By Michael Sturza
“Feisty, fearless and fascinating: this book spotlights London’s revolutionary upheavals at the start of Britain’s seventeenth-century Civil War; it shows how London’s revolutionary role has been too often downplayed; and it explains its long-term significance for later generations. Michael Sturza will provoke many debates – and a good thing too!”
— Penelope J. Corfield, Emeritus Prof. London University; Fellow of the Royal Historical Society (UK); and President of the International Society for Eighteenth-Century Studies
Nominated for the Deutscher Memorial Prize.
The London Revolution 1640 – 1643: Class Struggles in 17th Century England chronicles England’s history through the revolution in 1641 – 1642, which toppled the feudal political system, and its aftermath. It explores how the growing capitalist economy fundamentally conflicted with decaying feudal society, causing tensions and dislocations that affected all social classes in the early modern period. In contrast with most other works, this book posits that the fundamental driving force of the revolution was the militant Puritan movement supported by the class of petty-bourgeois artisan craftworkers, instead of the moderate gentry in the House of Commons.
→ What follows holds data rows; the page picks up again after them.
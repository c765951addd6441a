//! Mutation descriptors.
//!
//! A descriptor captures everything the coordinator needs to run one
//! user-initiated write: the key it touches, the optimistic value to show
//! immediately, the remote commit, and the reconcile step that produces
//! the authoritative value from the pre-mutation snapshot and the server
//! result. Built fresh per invocation; immutable once submitted.

use futures::future::BoxFuture;

use crate::cache::{CacheValue, QueryKey};
use crate::remote::{RemoteError, ServerResult};

/// The remote call. Invoked exactly once, at the lifecycle's only
/// suspension point.
pub type CommitFn = Box<dyn FnOnce() -> BoxFuture<'static, Result<ServerResult, RemoteError>> + Send>;

/// Merge step: pre-optimistic snapshot value plus server result in,
/// authoritative value out.
pub type ReconcileFn = Box<dyn FnOnce(Option<CacheValue>, ServerResult) -> CacheValue + Send>;

pub struct MutationDescriptor {
    pub target_key: QueryKey,
    pub optimistic: CacheValue,
    pub commit: CommitFn,
    pub reconcile: ReconcileFn,
    /// Keys re-marked stale at settlement. Defaults to the target key.
    pub invalidates: Vec<QueryKey>,
}

impl MutationDescriptor {
    pub fn new(
        target_key: QueryKey,
        optimistic: CacheValue,
        commit: CommitFn,
        reconcile: ReconcileFn,
    ) -> Self {
        let invalidates = vec![target_key.clone()];
        Self {
            target_key,
            optimistic,
            commit,
            reconcile,
            invalidates,
        }
    }

    /// Extend the set of keys invalidated after settlement.
    pub fn also_invalidates(mut self, key: QueryKey) -> Self {
        if !self.invalidates.contains(&key) {
            self.invalidates.push(key);
        }
        self
    }
}

#[cfg(test)]
mod tests {
    use crate::domain::cart::CartState;

    use super::*;

    fn noop_descriptor() -> MutationDescriptor {
        MutationDescriptor::new(
            QueryKey::Cart,
            CacheValue::Cart(CartState::default()),
            Box::new(|| Box::pin(async { Ok(ServerResult::Cart(CartState::default())) })),
            Box::new(|_prev, _result| CacheValue::Cart(CartState::default())),
        )
    }

    #[test]
    fn invalidates_target_by_default() {
        let descriptor = noop_descriptor();
        assert_eq!(descriptor.invalidates, vec![QueryKey::Cart]);
    }

    #[test]
    fn also_invalidates_deduplicates() {
        let descriptor = noop_descriptor()
            .also_invalidates(QueryKey::Cart)
            .also_invalidates(QueryKey::ChatDraft);
        assert_eq!(
            descriptor.invalidates,
            vec![QueryKey::Cart, QueryKey::ChatDraft]
        );
    }
}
The London Revolution 1640 – 1643 further traces the detrimental effects of the political alliance between the free-trade Atlantic merchants and the gentry for the revolution. Despite the conservative and contradictory nature of the English bourgeois revolution, the experience in London is the original source for democratic ideas that were codified in the 1689 Bill of Rights and the U.S. Bill of Rights a century later.
Taken in its entirety, The London Revolution 1640 – 1643 refutes the virulent attacks on Marxist social class analysis spearheaded by revisionist historians who would rather write the concept of revolution out of history.